On June 4, 2023, the Reds announced that Abbott would be promoted to the major leagues for the first time to start against the Milwaukee Brewers the following day, after Hunter Greene had his start pushed back due to hip stiffness. Abbott made his major league debut on June 5 and threw 6 shutout innings versus the Brewers, striking out 6 batters and allowing only 1 hit, making him the only left-hander in the Modern Era to pitch at least 6 scoreless innings with at least 6 strikeouts and no more than one hit allowed in an MLB debut, and the first Reds pitcher to do so since 1893. On June 16, Abbott surrendered four hits over six scoreless innings against the Houston Astros to become first MLB pitcher to hurl three scoreless starts of at least five innings since 1893. Abbott finished his rookie season with an 8–6 record and 3.87 ERA in 21 starts, striking out 120 batters in 109 1/3 innings.

In the 2024 season, he was 10–10 with a 3.72 ERA in 130 innings, striking out 114 batters over 25 starts. His season ended prematurely after he was diagnosed with a left (pitching) shoulder strain, for which he was placed on the injured list on August 20th, and from which he did not return in 2024.

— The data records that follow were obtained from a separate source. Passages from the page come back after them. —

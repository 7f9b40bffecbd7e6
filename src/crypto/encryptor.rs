//! RSA key transport and AES-CBC payload encryption for one connection.

use aes::cipher::block_padding::Pkcs7;
use aes::cipher::{BlockDecryptMut, BlockEncryptMut, KeyIvInit};
use rand::RngCore;
use rsa::pkcs1::{DecodeRsaPublicKey, EncodeRsaPublicKey};
use rsa::{Pkcs1v15Encrypt, RsaPublicKey};
use thiserror::Error;

pub use rsa::RsaPrivateKey;

use super::{AES_KEY_LEN, IV_LEN, KEY_BLOB_LEN};

type Aes256CbcEnc = cbc::Encryptor<aes::Aes256>;
type Aes256CbcDec = cbc::Decryptor<aes::Aes256>;

/// Failures of the key exchange or payload ciphers.
#[derive(Debug, Error)]
pub enum CryptoError {
    #[error("RSA key generation failed: {0}")]
    KeyGeneration(#[source] rsa::Error),

    #[error("{0} has not been established")]
    MissingKey(&'static str),

    #[error("malformed public key: {0}")]
    PublicKey(String),

    #[error("RSA operation failed: {0}")]
    Rsa(#[from] rsa::Error),

    #[error("key blob must be {expected} bytes, got {actual}")]
    KeyBlob { expected: usize, actual: usize },

    #[error("ciphertext is malformed")]
    Ciphertext,
}

/// Generate an ephemeral RSA key pair. CPU heavy; run it off the runtime.
pub fn generate_keypair(bits: usize) -> Result<RsaPrivateKey, CryptoError> {
    RsaPrivateKey::new(&mut rand::thread_rng(), bits).map_err(CryptoError::KeyGeneration)
}

#[derive(Clone)]
struct AesKey {
    key: [u8; AES_KEY_LEN],
    iv: [u8; IV_LEN],
}

/// Key material and ciphers for one side of a connection.
pub struct Encryptor {
    per_message_iv: bool,
    private_key: Option<RsaPrivateKey>,
    peer_key: Option<RsaPublicKey>,
    aes: Option<AesKey>,
}

impl std::fmt::Debug for Encryptor {
    fn fmt(&self, f: &mut std::fmt::Formatter<'_>) -> std::fmt::Result {
        f.debug_struct("Encryptor")
            .field("per_message_iv", &self.per_message_iv)
            .field("has_private_key", &self.private_key.is_some())
            .field("has_peer_key", &self.peer_key.is_some())
            .field("has_aes", &self.aes.is_some())
            .finish()
    }
}

impl Encryptor {
    pub fn new(per_message_iv: bool) -> Self {
        Self {
            per_message_iv,
            private_key: None,
            peer_key: None,
            aes: None,
        }
    }

    /// Adopt a freshly generated key pair.
    pub fn set_private_key(&mut self, key: RsaPrivateKey) {
        self.private_key = Some(key);
    }

    /// Own public key, PKCS#1 DER encoded.
    pub fn public_key_der(&self) -> Result<Vec<u8>, CryptoError> {
        let key = self
            .private_key
            .as_ref()
            .ok_or(CryptoError::MissingKey("RSA key pair"))?;
        let der = RsaPublicKey::from(key)
            .to_pkcs1_der()
            .map_err(|e| CryptoError::PublicKey(e.to_string()))?;
        Ok(der.as_bytes().to_vec())
    }

    /// Import the peer's PKCS#1 DER public key.
    pub fn set_peer_public_key(&mut self, der: &[u8]) -> Result<(), CryptoError> {
        let key =
            RsaPublicKey::from_pkcs1_der(der).map_err(|e| CryptoError::PublicKey(e.to_string()))?;
        self.peer_key = Some(key);
        Ok(())
    }

    /// Generate a fresh AES-256 key and IV.
    pub fn generate_aes(&mut self) {
        let mut rng = rand::thread_rng();
        let mut aes = AesKey {
            key: [0u8; AES_KEY_LEN],
            iv: [0u8; IV_LEN],
        };
        rng.fill_bytes(&mut aes.key);
        rng.fill_bytes(&mut aes.iv);
        self.aes = Some(aes);
    }

    /// The negotiated `key ‖ IV`.
    pub fn key_blob(&self) -> Result<Vec<u8>, CryptoError> {
        let aes = self.aes.as_ref().ok_or(CryptoError::MissingKey("AES key"))?;
        let mut blob = Vec::with_capacity(KEY_BLOB_LEN);
        blob.extend_from_slice(&aes.key);
        blob.extend_from_slice(&aes.iv);
        Ok(blob)
    }

    /// Adopt a `key ‖ IV` blob received from the peer.
    pub fn set_key_blob(&mut self, blob: &[u8]) -> Result<(), CryptoError> {
        if blob.len() != KEY_BLOB_LEN {
            return Err(CryptoError::KeyBlob {
                expected: KEY_BLOB_LEN,
                actual: blob.len(),
            });
        }
        let mut aes = AesKey {
            key: [0u8; AES_KEY_LEN],
            iv: [0u8; IV_LEN],
        };
        aes.key.copy_from_slice(&blob[..AES_KEY_LEN]);
        aes.iv.copy_from_slice(&blob[AES_KEY_LEN..]);
        self.aes = Some(aes);
        Ok(())
    }

    /// Encrypt for the peer with its public key.
    pub fn encrypt_rsa(&self, data: &[u8]) -> Result<Vec<u8>, CryptoError> {
        let key = self
            .peer_key
            .as_ref()
            .ok_or(CryptoError::MissingKey("peer public key"))?;
        Ok(key.encrypt(&mut rand::thread_rng(), Pkcs1v15Encrypt, data)?)
    }

    /// Decrypt with the local private key.
    pub fn decrypt_rsa(&self, data: &[u8]) -> Result<Vec<u8>, CryptoError> {
        let key = self
            .private_key
            .as_ref()
            .ok_or(CryptoError::MissingKey("RSA key pair"))?;
        Ok(key.decrypt(Pkcs1v15Encrypt, data)?)
    }

    pub fn has_aes(&self) -> bool {
        self.aes.is_some()
    }

    /// AES-256-CBC/PKCS7. Empty input stays empty.
    pub fn encrypt_aes(&self, data: &[u8]) -> Result<Vec<u8>, CryptoError> {
        if data.is_empty() {
            return Ok(Vec::new());
        }
        let aes = self.aes.as_ref().ok_or(CryptoError::MissingKey("AES key"))?;

        if self.per_message_iv {
            let mut iv = [0u8; IV_LEN];
            rand::thread_rng().fill_bytes(&mut iv);
            let cipher =
                Aes256CbcEnc::new_from_slices(&aes.key, &iv).map_err(|_| CryptoError::Ciphertext)?;
            let mut out = Vec::with_capacity(IV_LEN + data.len() + IV_LEN);
            out.extend_from_slice(&iv);
            out.extend_from_slice(&cipher.encrypt_padded_vec_mut::<Pkcs7>(data));
            Ok(out)
        } else {
            let cipher = Aes256CbcEnc::new_from_slices(&aes.key, &aes.iv)
                .map_err(|_| CryptoError::Ciphertext)?;
            Ok(cipher.encrypt_padded_vec_mut::<Pkcs7>(data))
        }
    }

    /// Inverse of [`encrypt_aes`](Self::encrypt_aes).
    pub fn decrypt_aes(&self, data: &[u8]) -> Result<Vec<u8>, CryptoError> {
        if data.is_empty() {
            return Ok(Vec::new());
        }
        let aes = self.aes.as_ref().ok_or(CryptoError::MissingKey("AES key"))?;

        let (iv, ciphertext) = if self.per_message_iv {
            if data.len() < IV_LEN {
                return Err(CryptoError::Ciphertext);
            }
            data.split_at(IV_LEN)
        } else {
            (&aes.iv[..], data)
        };

        let cipher =
            Aes256CbcDec::new_from_slices(&aes.key, iv).map_err(|_| CryptoError::Ciphertext)?;
        cipher
            .decrypt_padded_vec_mut::<Pkcs7>(ciphertext)
            .map_err(|_| CryptoError::Ciphertext)
    }

    /// Forget all key material.
    pub fn reset(&mut self) {
        self.private_key = None;
        self.peer_key = None;
        self.aes = None;
    }
}

#[cfg(test)]
mod tests {
    use super::*;
    use crate::crypto::MIN_RSA_BITS;

    fn paired(per_message_iv: bool) -> (Encryptor, Encryptor) {
        let mut initiator = Encryptor::new(per_message_iv);
        initiator.set_private_key(generate_keypair(MIN_RSA_BITS).unwrap());

        let mut receiver = Encryptor::new(per_message_iv);
        receiver
            .set_peer_public_key(&initiator.public_key_der().unwrap())
            .unwrap();
        receiver.generate_aes();

        let sealed = receiver.encrypt_rsa(&receiver.key_blob().unwrap()).unwrap();
        let blob = initiator.decrypt_rsa(&sealed).unwrap();
        initiator.set_key_blob(&blob).unwrap();
        (initiator, receiver)
    }

    #[test]
    fn key_exchange_agrees() {
        let (initiator, receiver) = paired(true);
        assert_eq!(initiator.key_blob().unwrap(), receiver.key_blob().unwrap());

        let ciphertext = receiver.encrypt_aes(b"hello").unwrap();
        assert_ne!(&ciphertext[..], b"hello");
        assert_eq!(initiator.decrypt_aes(&ciphertext).unwrap(), b"hello");
    }

    #[test]
    fn per_message_iv_randomizes_ciphertext() {
        let (initiator, _) = paired(true);
        let first = initiator.encrypt_aes(b"same").unwrap();
        let second = initiator.encrypt_aes(b"same").unwrap();
        assert_ne!(first, second);
        assert_eq!(first.len(), IV_LEN + 16);
    }

    #[test]
    fn negotiated_iv_is_deterministic() {
        let (initiator, receiver) = paired(false);
        let first = initiator.encrypt_aes(b"same").unwrap();
        assert_eq!(first, initiator.encrypt_aes(b"same").unwrap());
        assert_eq!(receiver.decrypt_aes(&first).unwrap(), b"same");
    }

    #[test]
    fn mismatched_iv_modes_do_not_agree() {
        let (initiator, _) = paired(true);
        let mut other = Encryptor::new(false);
        other.set_key_blob(&initiator.key_blob().unwrap()).unwrap();

        let sealed = other.encrypt_aes(b"E2EE_TEST").unwrap();
        let opened = initiator.decrypt_aes(&sealed);
        assert!(opened.map_or(true, |plain| plain != b"E2EE_TEST"));
    }

    #[test]
    fn missing_keys_are_reported() {
        let encryptor = Encryptor::new(true);
        assert!(matches!(
            encryptor.encrypt_aes(b"x"),
            Err(CryptoError::MissingKey(_))
        ));
        assert!(matches!(
            encryptor.encrypt_rsa(b"x"),
            Err(CryptoError::MissingKey(_))
        ));
        assert!(encryptor.encrypt_aes(b"").unwrap().is_empty());
    }

    #[test]
    fn bad_inputs() {
        let mut encryptor = Encryptor::new(true);
        assert!(encryptor.set_peer_public_key(b"garbage").is_err());
        assert!(matches!(
            encryptor.set_key_blob(&[0u8; 10]),
            Err(CryptoError::KeyBlob { actual: 10, .. })
        ));

        encryptor.generate_aes();
        assert!(encryptor.decrypt_aes(&[1u8; 7]).is_err());
        encryptor.reset();
        assert!(!encryptor.has_aes());
    }
}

Heading into the 2025 season, Abbott was expected to be in the Reds' pitching rotation again, but the same shoulder injury delayed his start to the season by 15 days. He made his 2025 season debut on April 12, notching his first win of the season in a 5–2 victory over the Pittsburgh Pirates. On June 10, Abbott pitched a complete-game shutout in a 1–0 win over the Cleveland Guardians, allowing three hits while striking out 5 batters and walking one, having thrown 110 pitches. It was the first complete game of his major league career.

With a 7–1 record and a 2.15 ERA, Abbott was named to the 2025 National League All-Star team as a replacement for Yoshinobu Yamamoto.

==Personal life==
Abbott is the son of David and Jeanette Abbott. He has two sisters. He graduated from college in three years with a degree in biology. Abbott became engaged to his fiancé Lindsay Stone on May 22nd, Stone is a Cincinnati native and TV anchor for WLWT 5.